Bugün Sayın Başbakan’la da öğle yemeğinde geniş bir şekilde konuştuk. Biraz önce söyledikleri gibi Parlamento binasını gezdirdi ki, yine Avrupa’nın en güzel parlamento binalarından birisi, çok görkemli. Adeta Macaristan’ın simgesi bu bina. Bütün kartpostallarda biz Macaristan’ı bu bina ile tanıyoruz. İçini de, ofislerini de gezdirme nezaketinde bulundu, benim ilgimi görünce. Ve demin burada anlattıkları gibi tavanlardaki resimler hep dikkatimi çekti. Ama tabii ki tarihi biliyorum. Macar tarihini de biliyorum, kendi tarihimizi de biliyorum, tarihten gelen ilişkilerimizi de biliyorum.
Sayın Başbakan’a anlattım, size de anlatayım; buraya gelmeden önce bir Macar gazetesine mülakat verdim. Belki o gazeteci aranızda da olabilir. Mülakatta konuşurken ismini sorduğumda, Levent olduğunu söyledi bana. Ben de biraz hayret ettim. Bizde de Levent ismi çok vardır. Benim hayretimi görünce “Sayın Cumhurbaşkanım hayret etmeyin benim bir kardeşim daha var, onun da ismi Atilla” dedi. Bizde de çok Atilla ismi var. Dolayısıyla tarihin derinliklerinden gelen böyle bir ortak yanımız vardır. Bunlar iki halkın birbirine sempati duyması için, yakınlık duyması için çok güçlü gerekçelerdir. Ama sadece tarihin eski dönemlerinde değil, bugün de Türkiye ve Macaristan NATO’da müttefik iki ülkedir. Mükemmel siyasi ilişkilerimiz vardır. Bu ilişkilerimizi daha da ileri taşımak için yoğun bir şekilde çalışıyoruz. Belki de bu ilişkilerin daha güçlü bir şekilde ileri taşınmasında Sayın Başbakan Orban’ın geçen sene Türkiye’ye yaptığı ziyaret çok önemli olmuştur. O ziyarette ilişkilerimiz, bizim Başbakanımızla birlikte ve hükümetler arası ilişkiler neticesinde stratejik ortaklık seviyesine taşındı. Ortak komiteler kuruldu. Ve inanıyorum ki, bunun neticelerini hep beraber alacağız.

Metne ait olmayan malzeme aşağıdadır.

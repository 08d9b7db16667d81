//! Value Objects for the catalog mirror

use rust_decimal::Decimal;
use serde::{Deserialize, Serialize};
use std::fmt;
use std::str::FromStr;

/// Declares an enum whose variants travel as lowercase strings, both on the
/// WooCommerce wire and in the `varchar` status columns.
///
/// An `open` enum also carries `Other`: any unrecognised wire value decodes to
/// it, so plugin-defined types or statuses never fail a whole page. `FromStr`
/// stays strict for both kinds.
macro_rules! wire_enum {
    (@common $name:ident { $($variant:ident => $wire:literal),+ }) => {
        impl $name {
            pub const ALL: &'static [$name] = &[$($name::$variant),+];

            pub fn as_str(&self) -> &'static str {
                match self { $(Self::$variant => $wire),+ }
            }
        }

        impl fmt::Display for $name {
            fn fmt(&self, f: &mut fmt::Formatter<'_>) -> fmt::Result { f.write_str(self.as_str()) }
        }

        impl FromStr for $name {
            type Err = UnknownVariant;
            fn from_str(s: &str) -> Result<Self, Self::Err> {
                match s {
                    $($wire => Ok(Self::$variant),)+
                    other => Err(UnknownVariant { kind: stringify!($name), value: other.to_string() }),
                }
            }
        }
    };

    (open $(#[$meta:meta])* $name:ident { $($variant:ident => $wire:literal),+ $(,)? }) => {
        $(#[$meta])*
        #[derive(Clone, Copy, Debug, PartialEq, Eq, Hash, Serialize)]
        pub enum $name {
            $(#[serde(rename = $wire)] $variant,)+
            #[serde(rename = "other")] Other,
        }

        wire_enum!(@common $name { $($variant => $wire),+, Other => "other" });

        impl $name {
            /// `None` for values this crate does not model.
            pub fn known(self) -> Option<Self> { (self != Self::Other).then_some(self) }
        }

        impl<'de> Deserialize<'de> for $name {
            fn deserialize<D: serde::Deserializer<'de>>(deserializer: D) -> Result<Self, D::Error> {
                Ok(match Option::<String>::deserialize(deserializer)? {
                    Some(raw) => raw.parse().unwrap_or(Self::Other),
                    None => Self::default(),
                })
            }
        }
    };

    ($(#[$meta:meta])* $name:ident { $($variant:ident => $wire:literal),+ $(,)? }) => {
        $(#[$meta])*
        #[derive(Clone, Copy, Debug, PartialEq, Eq, Hash, Serialize, Deserialize)]
        pub enum $name {
            $(#[serde(rename = $wire)] $variant),+
        }

        wire_enum!(@common $name { $($variant => $wire),+ });
    };
}

wire_enum! {
    /// Last observed liveness of a connected shop.
    ShopStatus { Online => "online", Offline => "offline", Unknown => "unknown" }
}

wire_enum! {
    open ProductType { Simple => "simple", Variable => "variable", Grouped => "grouped", External => "external" }
}

wire_enum! {
    open
    /// WooCommerce post status of a product or variation.
    ProductStatus { Draft => "draft", Pending => "pending", Private => "private", Publish => "publish" }
}

wire_enum! {
    open StockStatus { InStock => "instock", OutOfStock => "outofstock", OnBackorder => "onbackorder" }
}

wire_enum! {
    /// What an import batch is tracking: one of the two CSV layouts, or a store-wide sync.
    ImportKind { Parent => "parent", Variations => "variations", Sync => "sync" }
}

wire_enum! {
    ImportStatus { Pending => "pending", Processing => "processing", Completed => "completed", Failed => "failed" }
}

wire_enum! {
    /// Classification recorded on every import error row.
    ErrorCategory { Validation => "validation", WooCommerce => "woocommerce", Network => "network", Database => "database" }
}

impl Default for ShopStatus { fn default() -> Self { Self::Unknown } }
impl Default for ProductType { fn default() -> Self { Self::Simple } }
impl Default for ProductStatus { fn default() -> Self { Self::Publish } }
impl Default for StockStatus { fn default() -> Self { Self::InStock } }
impl Default for ImportStatus { fn default() -> Self { Self::Pending } }

impl ImportStatus {
    pub fn is_terminal(&self) -> bool { matches!(self, Self::Completed | Self::Failed) }
}

#[derive(Debug, Clone, PartialEq, Eq)]
pub struct UnknownVariant { pub kind: &'static str, pub value: String }
impl std::error::Error for UnknownVariant {}
impl fmt::Display for UnknownVariant {
    fn fmt(&self, f: &mut fmt::Formatter<'_>) -> fmt::Result { write!(f, "unknown {} value '{}'", self.kind, self.value) }
}

/// SKU (Stock Keeping Unit) value object.
///
/// The correlation key between shops. Case-sensitive; surrounding
/// whitespace is dropped.
#[derive(Clone, Debug, PartialEq, Eq, Hash, Serialize, Deserialize)]
pub struct Sku(String);

impl Sku {
    pub const MAX_LEN: usize = 100;

    pub fn new(value: impl Into<String>) -> Result<Self, SkuError> {
        let value = value.into().trim().to_string();
        if value.is_empty() { return Err(SkuError::Empty); }
        if value.len() > Self::MAX_LEN { return Err(SkuError::TooLong); }
        Ok(Self(value))
    }

    /// Fallback master SKU for remote products that carry none.
    pub fn for_remote_id(remote_id: i64) -> Self { Self(format!("woo-{remote_id}")) }

    pub fn as_str(&self) -> &str { &self.0 }
    pub fn into_inner(self) -> String { self.0 }
}

impl fmt::Display for Sku {
    fn fmt(&self, f: &mut fmt::Formatter<'_>) -> fmt::Result { write!(f, "{}", self.0) }
}

#[derive(Debug, Clone, PartialEq, Eq)] pub enum SkuError { Empty, TooLong }
impl std::error::Error for SkuError {}
impl fmt::Display for SkuError {
    fn fmt(&self, f: &mut fmt::Formatter<'_>) -> fmt::Result {
        match self { Self::Empty => write!(f, "SKU is required"), Self::TooLong => write!(f, "SKU exceeds {} characters", Sku::MAX_LEN) }
    }
}

/// Parses a WooCommerce price string. WooCommerce sends `""` for "no price".
pub fn parse_price(raw: &str) -> Result<Option<Decimal>, PriceError> {
    let raw = raw.trim();
    if raw.is_empty() { return Ok(None); }
    let amount = Decimal::from_str(raw).map_err(|_| PriceError::Invalid(raw.to_string()))?;
    if amount.is_sign_negative() { return Err(PriceError::Negative(raw.to_string())); }
    Ok(Some(amount))
}

/// Lenient variant for values coming back from the remote store, which is authoritative.
pub fn price_or_none(raw: &str) -> Option<Decimal> { parse_price(raw).ok().flatten() }

/// Renders a price the way WooCommerce expects it in payloads.
pub fn format_price(price: Option<Decimal>) -> String {
    price.map(|p| p.normalize().to_string()).unwrap_or_default()
}

#[derive(Debug, Clone, PartialEq, Eq)] pub enum PriceError { Invalid(String), Negative(String) }
impl std::error::Error for PriceError {}
impl fmt::Display for PriceError {
    fn fmt(&self, f: &mut fmt::Formatter<'_>) -> fmt::Result {
        match self {
            Self::Invalid(v) => write!(f, "invalid price '{v}'"),
            Self::Negative(v) => write!(f, "price cannot be negative: '{v}'"),
        }
    }
}
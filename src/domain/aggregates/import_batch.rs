//! Import Batch Aggregate
//!
//! Bookkeeping for one CSV import or store sync. Engines mutate it in memory
//! and persist it at chunk boundaries; pollers only ever read it.
//!
//! Invariants kept by every method:
//! - `successful_rows + error_rows == processed_rows <= total_rows`
//! - status only moves `pending -> processing -> {completed, failed}` (or
//!   `pending -> failed` when cancelled before start); terminal states are final.

use chrono::{DateTime, Utc};
use serde::{Deserialize, Serialize};
use uuid::Uuid;
use crate::domain::events::{BatchEvent, DomainEvent};
use crate::domain::value_objects::{ImportKind, ImportStatus};

pub const CANCELLED_BY_USER: &str = "Import cancelled by user";

#[derive(Clone, Copy, Debug, Default, PartialEq, Eq, Serialize, Deserialize)]
pub struct BatchCounters {
    pub total_rows: i32,
    pub processed_rows: i32,
    pub successful_rows: i32,
    pub error_rows: i32,
}

impl BatchCounters {
    pub fn is_consistent(&self) -> bool {
        self.successful_rows + self.error_rows == self.processed_rows && self.processed_rows <= self.total_rows
    }
}

/// One entry of the batch's `errors` json array.
#[derive(Clone, Debug, PartialEq, Eq, Serialize, Deserialize)]
pub struct BatchErrorEntry {
    #[serde(default, skip_serializing_if = "Option::is_none")]
    pub row_number: Option<i32>,
    #[serde(default, skip_serializing_if = "Option::is_none")]
    pub sku: Option<String>,
    pub message: String,
}

impl BatchErrorEntry {
    pub fn general(message: impl Into<String>) -> Self { Self { row_number: None, sku: None, message: message.into() } }
}

/// Persisted shape of a batch, as stored in `import_batches`.
#[derive(Clone, Debug, PartialEq, Serialize, Deserialize)]
pub struct BatchRecord {
    pub id: Uuid,
    pub shop_id: Uuid,
    pub filename: String,
    pub file_size: Option<i64>,
    pub kind: ImportKind,
    pub status: ImportStatus,
    #[serde(flatten)]
    pub counters: BatchCounters,
    pub errors: Vec<BatchErrorEntry>,
    pub started_at: Option<DateTime<Utc>>,
    pub completed_at: Option<DateTime<Utc>>,
    pub created_at: DateTime<Utc>,
    pub updated_at: DateTime<Utc>,
}

#[derive(Clone, Debug)]
pub struct ImportBatch {
    record: BatchRecord,
    events: Vec<DomainEvent>,
}

impl Serialize for ImportBatch {
    fn serialize<S: serde::Serializer>(&self, serializer: S) -> Result<S::Ok, S::Error> { self.record.serialize(serializer) }
}

impl ImportBatch {
    pub fn new(shop_id: Uuid, filename: impl Into<String>, kind: ImportKind) -> Self {
        let now = Utc::now();
        Self {
            record: BatchRecord {
                id: Uuid::now_v7(), shop_id, filename: filename.into(), file_size: None, kind,
                status: ImportStatus::Pending, counters: BatchCounters::default(), errors: vec![],
                started_at: None, completed_at: None, created_at: now, updated_at: now,
            },
            events: vec![],
        }
    }

    pub fn with_file_size(mut self, bytes: i64) -> Self { self.record.file_size = Some(bytes); self }

    /// Rehydrates a batch loaded from the store.
    pub fn restore(record: BatchRecord) -> Self { Self { record, events: vec![] } }

    pub fn id(&self) -> Uuid { self.record.id }
    pub fn shop_id(&self) -> Uuid { self.record.shop_id }
    pub fn kind(&self) -> ImportKind { self.record.kind }
    pub fn status(&self) -> ImportStatus { self.record.status }
    pub fn counters(&self) -> &BatchCounters { &self.record.counters }
    pub fn errors(&self) -> &[BatchErrorEntry] { &self.record.errors }
    pub fn record(&self) -> &BatchRecord { &self.record }

    pub fn start(&mut self) -> Result<(), BatchStateError> {
        self.transition(ImportStatus::Processing)?;
        self.record.started_at = Some(Utc::now());
        self.raise_event(BatchEvent::Started { batch_id: self.record.id, kind: self.record.kind });
        Ok(())
    }

    /// Sets the expected row count. Never drops below what was already processed.
    pub fn set_total(&mut self, total: i32) -> Result<(), BatchStateError> {
        self.ensure_processing()?;
        self.record.counters.total_rows = total.max(self.record.counters.processed_rows);
        self.touch();
        Ok(())
    }

    pub fn record_success(&mut self) -> Result<(), BatchStateError> {
        self.ensure_processing()?;
        let c = &mut self.record.counters;
        c.processed_rows += 1;
        c.successful_rows += 1;
        c.total_rows = c.total_rows.max(c.processed_rows);
        self.touch();
        Ok(())
    }

    pub fn record_failure(&mut self, entry: BatchErrorEntry) -> Result<(), BatchStateError> {
        self.ensure_processing()?;
        let c = &mut self.record.counters;
        c.processed_rows += 1;
        c.error_rows += 1;
        c.total_rows = c.total_rows.max(c.processed_rows);
        self.raise_event(BatchEvent::RowFailed {
            batch_id: self.record.id,
            row_number: entry.row_number.unwrap_or(self.record.counters.processed_rows),
            message: entry.message.clone(),
        });
        self.record.errors.push(entry);
        self.touch();
        Ok(())
    }

    /// Records a batch-level problem that is not tied to a counted row.
    pub fn note_error(&mut self, entry: BatchErrorEntry) -> Result<(), BatchStateError> {
        self.ensure_processing()?;
        self.record.errors.push(entry);
        self.touch();
        Ok(())
    }

    pub fn complete(&mut self) -> Result<(), BatchStateError> {
        self.transition(ImportStatus::Completed)?;
        self.record.completed_at = Some(Utc::now());
        let c = self.record.counters;
        self.raise_event(BatchEvent::Completed { batch_id: self.record.id, successful: c.successful_rows, errors: c.error_rows });
        Ok(())
    }

    /// Aborts the run; the error list collapses to the single reason.
    pub fn fail(&mut self, reason: impl Into<String>) -> Result<(), BatchStateError> {
        let reason = reason.into();
        self.transition(ImportStatus::Failed)?;
        self.record.completed_at = Some(Utc::now());
        self.record.errors = vec![BatchErrorEntry::general(reason.clone())];
        self.raise_event(BatchEvent::Failed { batch_id: self.record.id, reason });
        Ok(())
    }

    pub fn cancel(&mut self) -> Result<(), BatchStateError> {
        self.transition(ImportStatus::Failed)?;
        self.record.completed_at = Some(Utc::now());
        self.record.errors = vec![BatchErrorEntry::general(CANCELLED_BY_USER)];
        self.raise_event(BatchEvent::Cancelled { batch_id: self.record.id });
        Ok(())
    }

    pub fn take_events(&mut self) -> Vec<DomainEvent> { std::mem::take(&mut self.events) }

    fn transition(&mut self, to: ImportStatus) -> Result<(), BatchStateError> {
        let from = self.record.status;
        let allowed = matches!(
            (from, to),
            (ImportStatus::Pending, ImportStatus::Processing)
                | (ImportStatus::Pending, ImportStatus::Failed)
                | (ImportStatus::Processing, ImportStatus::Completed)
                | (ImportStatus::Processing, ImportStatus::Failed)
        );
        if !allowed { return Err(BatchStateError::InvalidTransition { from, to }); }
        self.record.status = to;
        self.touch();
        Ok(())
    }

    fn ensure_processing(&self) -> Result<(), BatchStateError> {
        match self.record.status {
            ImportStatus::Processing => Ok(()),
            other => Err(BatchStateError::NotProcessing(other)),
        }
    }

    fn raise_event(&mut self, e: BatchEvent) { self.events.push(DomainEvent::Batch(e)); }
    fn touch(&mut self) { self.record.updated_at = Utc::now(); }
}

#[derive(Debug, Clone, PartialEq, Eq, thiserror::Error)]
pub enum BatchStateError {
    #[error("import batch cannot move from {from} to {to}")]
    InvalidTransition { from: ImportStatus, to: ImportStatus },
    #[error("import batch is {0}, not processing")]
    NotProcessing(ImportStatus),
}
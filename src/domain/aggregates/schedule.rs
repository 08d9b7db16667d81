//! Recurring sync schedule of a shop
//!
//! At most one schedule per shop. A new schedule counts its creation as the
//! last run, so the first scheduled sync happens one interval later.

use chrono::{DateTime, Duration, Utc};
use serde::{Deserialize, Serialize};
use uuid::Uuid;

#[derive(Clone, Debug, PartialEq, Eq, Serialize, Deserialize)]
pub struct SyncSchedule {
    pub id: Uuid,
    pub shop_id: Uuid,
    pub interval_secs: i64,
    pub enabled: bool,
    pub last_run_at: Option<DateTime<Utc>>,
    pub created_at: DateTime<Utc>,
    pub updated_at: DateTime<Utc>,
}

impl SyncSchedule {
    pub fn new(shop_id: Uuid, interval_secs: i64, enabled: bool) -> Self {
        let now = Utc::now();
        Self { id: Uuid::now_v7(), shop_id, interval_secs, enabled, last_run_at: Some(now), created_at: now, updated_at: now }
    }

    pub fn interval(&self) -> Duration { Duration::seconds(self.interval_secs.max(1)) }

    /// `None` while disabled.
    pub fn next_run_at(&self) -> Option<DateTime<Utc>> {
        if !self.enabled { return None; }
        Some(self.last_run_at.map_or(self.created_at, |last| last + self.interval()))
    }

    pub fn is_due(&self, now: DateTime<Utc>) -> bool { self.next_run_at().is_some_and(|next| now >= next) }
}
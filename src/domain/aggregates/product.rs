//! Local mirror of a remote WooCommerce product
//!
//! A mirror row is identified by `(shop_id, remote_id)`. Upserts may rewrite
//! every other column but never that pair.

use chrono::{DateTime, Utc};
use rust_decimal::Decimal;
use serde::{Deserialize, Serialize};
use uuid::Uuid;
use crate::domain::attachments::{AttributeRef, CategoryRef, ImageRef, TagRef};
use crate::domain::value_objects::{ProductStatus, ProductType, StockStatus};

#[derive(Clone, Debug, PartialEq, Serialize, Deserialize)]
pub struct Product {
    pub id: Uuid,
    pub shop_id: Uuid,
    pub remote_id: i64,
    #[serde(flatten)]
    pub fields: ProductFields,
    pub created_at: DateTime<Utc>,
    pub updated_at: DateTime<Utc>,
}

/// Everything on a mirror row besides its identity and local timestamps.
#[derive(Clone, Debug, Default, PartialEq, Serialize, Deserialize)]
pub struct ProductFields {
    pub sku: Option<String>,
    pub name: String,
    pub slug: String,
    pub product_type: ProductType,
    pub status: ProductStatus,
    pub description: Option<String>,
    pub short_description: Option<String>,
    pub price: Option<Decimal>,
    pub regular_price: Option<Decimal>,
    pub sale_price: Option<Decimal>,
    pub stock_status: StockStatus,
    pub stock_quantity: Option<i32>,
    pub manage_stock: bool,
    pub categories: Vec<CategoryRef>,
    pub tags: Vec<TagRef>,
    pub images: Vec<ImageRef>,
    pub attributes: Vec<AttributeRef>,
    pub variation_ids: Vec<i64>,
    pub date_created: Option<DateTime<Utc>>,
    pub date_modified: Option<DateTime<Utc>>,
}

/// Input to an upsert keyed by `(shop_id, remote_id)`.
#[derive(Clone, Debug, PartialEq)]
pub struct ProductUpsert {
    pub shop_id: Uuid,
    pub remote_id: i64,
    pub fields: ProductFields,
}

impl Product {
    /// Materialises a fresh row from an upsert; stores call this on insert.
    pub fn insert(upsert: ProductUpsert) -> Self {
        let now = Utc::now();
        Self { id: Uuid::now_v7(), shop_id: upsert.shop_id, remote_id: upsert.remote_id, fields: upsert.fields, created_at: now, updated_at: now }
    }

    pub fn sku(&self) -> Option<&str> { self.fields.sku.as_deref() }
    pub fn name(&self) -> &str { &self.fields.name }
    pub fn is_variable(&self) -> bool { self.fields.product_type == ProductType::Variable }
}
impl TryFrom<ProductRow> for Product {
    type Error = CatalogError;
    fn try_from(r: ProductRow) -> Result<Self> {
        Ok(Product {
            id: r.id, shop_id: r.shop_id, remote_id: r.remote_id,
            fields: ProductFields {
                sku: r.sku, name: r.name, slug: r.slug, product_type: parse(&r.product_type)?, status: parse(&r.status)?,
                description: r.description, short_description: r.short_description,
                price: r.price, regular_price: r.regular_price, sale_price: r.sale_price,
                stock_status: parse(&r.stock_status)?, stock_quantity: r.stock_quantity, manage_stock: r.manage_stock,
                categories: r.categories.0, tags: r.tags.0, images: r.images.0, attributes: r.attributes.0,
                variation_ids: r.variation_ids, date_created: r.date_created, date_modified: r.date_modified,
            },
            created_at: r.created_at, updated_at: r.updated_at,
        })
    }
}

#[derive(sqlx::FromRow)]
struct VariationRow {
    id: Uuid, shop_id: Uuid, product_id: Uuid, remote_id: i64, remote_parent_id: i64,
    sku: Option<String>, status: String, description: Option<String>,
    price: Option<Decimal>, regular_price: Option<Decimal>, sale_price: Option<Decimal>,
    stock_status: String, stock_quantity: Option<i32>, manage_stock: bool,
    attributes: Json<Vec<VariationAttribute>>, image: Option<Json<ImageRef>>,
    date_created: Option<DateTime<Utc>>, date_modified: Option<DateTime<Utc>>,
    created_at: DateTime<Utc>, updated_at: DateTime<Utc>,
    #[sqlx(default)]
    inserted: bool,
}

impl TryFrom<VariationRow> for Variation {
    type Error = CatalogError;
    fn try_from(r: VariationRow) -> Result<Self> {
        Ok(Variation {
            id: r.id, shop_id: r.shop_id, product_id: r.product_id, remote_id: r.remote_id, remote_parent_id: r.remote_parent_id,
            fields: VariationFields {
                sku: r.sku, status: parse(&r.status)?, description: r.description,
                price: r.price, regular_price: r.regular_price, sale_price: r.sale_price,
                stock_status: parse(&r.stock_status)?, stock_quantity: r.stock_quantity, manage_stock: r.manage_stock,
                attributes: r.attributes.0, image: r.image.map(|j| j.0),
                date_created: r.date_created, date_modified: r.date_modified,
            },
            created_at: r.created_at, updated_at: r.updated_at,
        })
    }
}

#[derive(sqlx::FromRow)]
struct MasterRow { id: Uuid, sku: String, name: String, description: Option<String>, created_at: DateTime<Utc>, updated_at: DateTime<Utc> }

impl From<MasterRow> for MasterProduct {
    fn from(r: MasterRow) -> Self {
        MasterProduct { id: r.id, sku: r.sku, name: r.name, description: r.description, created_at: r.created_at, updated_at: r.updated_at }
    }
}

#[derive(sqlx::FromRow)]
struct ListingRow {
    id: Uuid, master_product_id: Uuid, shop_id: Uuid, price: Option<Decimal>, category: Option<String>,
    stock_quantity: Option<i32>, stock_status: String, is_active: bool, created_at: DateTime<Utc>, updated_at: DateTime<Utc>,
}

impl TryFrom<ListingRow> for ShopListing {
    type Error = CatalogError;
    fn try_from(r: ListingRow) -> Result<Self> {
        Ok(ShopListing {
            id: r.id, master_product_id: r.master_product_id, shop_id: r.shop_id,
            fields: ListingFields { price: r.price, category: r.category, stock_quantity: r.stock_quantity, stock_status: parse(&r.stock_status)?, is_active: r.is_active },
            created_at: r.created_at, updated_at: r.updated_at,
        })
    }
}

#[derive(sqlx::FromRow)]
struct BatchRow {
    id: Uuid, shop_id: Uuid, filename: String, file_size: Option<i64>, kind: String, status: String,
    total_rows: i32, processed_rows: i32, successful_rows: i32, error_rows: i32, errors: Json<Vec<BatchErrorEntry>>,
    started_at: Option<DateTime<Utc>>, completed_at: Option<DateTime<Utc>>, created_at: DateTime<Utc>, updated_at: DateTime<Utc>,
}

impl TryFrom<BatchRow> for ImportBatch {
    type Error = CatalogError;
    fn try_from(r: BatchRow) -> Result<Self> {
        Ok(ImportBatch::restore(BatchRecord {
            id: r.id, shop_id: r.shop_id, filename: r.filename, file_size: r.file_size, kind: parse(&r.kind)?, status: parse(&r.status)?,
            counters: BatchCounters { total_rows: r.total_rows, processed_rows: r.processed_rows, successful_rows: r.successful_rows, error_rows: r.error_rows },
            errors: r.errors.0, started_at: r.started_at, completed_at: r.completed_at, created_at: r.created_at, updated_at: r.updated_at,
        }))
    }
}

#[derive(sqlx::FromRow)]
struct ImportErrorRow {
    id: Uuid, batch_id: Uuid, row_number: i32, sku: Option<String>, category: String, message: String,
    row_data: serde_json::Value, created_at: DateTime<Utc>,
}

impl TryFrom<ImportErrorRow> for ImportErrorRecord {
    type Error = CatalogError;
    fn try_from(r: ImportErrorRow) -> Result<Self> {
        Ok(ImportErrorRecord {
            id: r.id, batch_id: r.batch_id, row_number: r.row_number, sku: r.sku, category: parse(&r.category)?,
            message: r.message, row_data: r.row_data, created_at: r.created_at,
        })
    }
}

#[derive(sqlx::FromRow)]
struct ScheduleRow {
    id: Uuid, shop_id: Uuid, interval_secs: i64, enabled: bool, last_run_at: Option<DateTime<Utc>>,
    created_at: DateTime<Utc>, updated_at: DateTime<Utc>,
}

impl From<ScheduleRow> for SyncSchedule {
    fn from(r: ScheduleRow) -> Self {
        SyncSchedule {
            id: r.id, shop_id: r.shop_id, interval_secs: r.interval_secs, enabled: r.enabled, last_run_at: r.last_run_at,
            created_at: r.created_at, updated_at: r.updated_at,
        }
    }
}

// =============================================================================
// Queries
// =============================================================================

const UPSERT_PRODUCT: &str = "INSERT INTO products (id, shop_id, remote_id, sku, name, slug, product_type, status, description, short_description, \
    price, regular_price, sale_price, stock_status, stock_quantity, manage_stock, categories, tags, images, attributes, variation_ids, \
    date_created, date_modified, created_at, updated_at) \
    VALUES ($1, $2, $3, $4, $5, $6, $7, $8, $9, $10, $11, $12, $13, $14, $15, $16, $17, $18, $19, $20, $21, $22, $23, NOW(), NOW()) \
    ON CONFLICT (shop_id, remote_id) DO UPDATE SET sku = EXCLUDED.sku, name = EXCLUDED.name, slug = EXCLUDED.slug, \
    product_type = EXCLUDED.product_type, status = EXCLUDED.status, description = EXCLUDED.description, \
    short_description = EXCLUDED.short_description, price = EXCLUDED.price, regular_price = EXCLUDED.regular_price, \
    sale_price = EXCLUDED.sale_price, stock_status = EXCLUDED.stock_status, stock_quantity = EXCLUDED.stock_quantity, \
    manage_stock = EXCLUDED.manage_stock, categories = EXCLUDED.categories, tags = EXCLUDED.tags, images = EXCLUDED.images, \
    attributes = EXCLUDED.attributes, variation_ids = EXCLUDED.variation_ids, date_created = EXCLUDED.date_created, \
    date_modified = EXCLUDED.date_modified, updated_at = NOW() \
    RETURNING *, (xmax = 0) AS inserted";

const UPSERT_VARIATION: &str = "INSERT INTO product_variations (id, shop_id, product_id, remote_id, remote_parent_id, sku, status, description, \
    price, regular_price, sale_price, stock_status, stock_quantity, manage_stock, attributes, image, date_created, date_modified, created_at, updated_at) \
    VALUES ($1, $2, $3, $4, $5, $6, $7, $8, $9, $10, $11, $12, $13, $14, $15, $16, $17, $18, NOW(), NOW()) \
    ON CONFLICT (shop_id, remote_id) DO UPDATE SET product_id = EXCLUDED.product_id, remote_parent_id = EXCLUDED.remote_parent_id, \
    sku = EXCLUDED.sku, status = EXCLUDED.status, description = EXCLUDED.description, price = EXCLUDED.price, \
    regular_price = EXCLUDED.regular_price, sale_price = EXCLUDED.sale_price, stock_status = EXCLUDED.stock_status, \
    stock_quantity = EXCLUDED.stock_quantity, manage_stock = EXCLUDED.manage_stock, attributes = EXCLUDED.attributes, \
    image = EXCLUDED.image, date_created = EXCLUDED.date_created, date_modified = EXCLUDED.date_modified, updated_at = NOW() \
    RETURNING *, (xmax = 0) AS inserted";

Şimdi biz niçin bu İş Forumu’nu yapıyoruz? Şunun farkındayız ki: Bu mükemmel siyasi ilişkilerimizin yanında ekonomik ilişkiler potansiyelini yakalamış değil. Ticaretimiz sadece 2 milyar Dolar civarında. Halbuki Macaristan’ın çok güçlü bir ekonomisi var. Sayın Başbakan çok tecrübeli bir siyasetçi. Başbakan olarak Macar ekonomisinin bu şekilde güçlü hale gelmesine çok katkısı olan kişilerden birisi. Macar ekonomisini diğer Avrupa ülkeleriyle mukayese ettiğimizde göstergelerinin hepsinin nasıl daha iyi olduğunu biliyorum. Türk ekonomisi de çok güçlü. Ayrıca 80 milyona yaklaşan bir nüfusumuz var, büyük bir ülkemiz var. Çok dinamik bir nüfusumuz var. Nüfusun büyüklüğü önemli değil, nüfusun nitelikli olması çok önemli. Nitelikli bir nüfusumuz var, tahsilli, genç, dinamik bir nüfusumuz var ve makro ekonomik göstergelerimizin de hepsi gayet düzgün. Özellikle 2001 yılında yaşadığımız büyük ekonomik krizden sonra ülkeyi çok reforma tabi tuttuk, çok köklü değişiklikler yaptık, bankacılıkta, hukukta ve her alanda. Bu reformlar 10 yıl içerisinde Türk ekonomisini çok güçlü bir hale getirdi. Onun için bugün Avrupa’nın 6., dünyanın 17. büyük ekonomisiyiz. Gayri Safi Milli Hasılamız 850 milyar doların üzerinde, hatta Gayri Safi Yurtiçi Hasıla harcama paritesine göre 1 trilyon 350 milyar dolar. Bunları, potansiyelimizi, siz değerli Macar iş adamlarına göstermek için söylüyorum.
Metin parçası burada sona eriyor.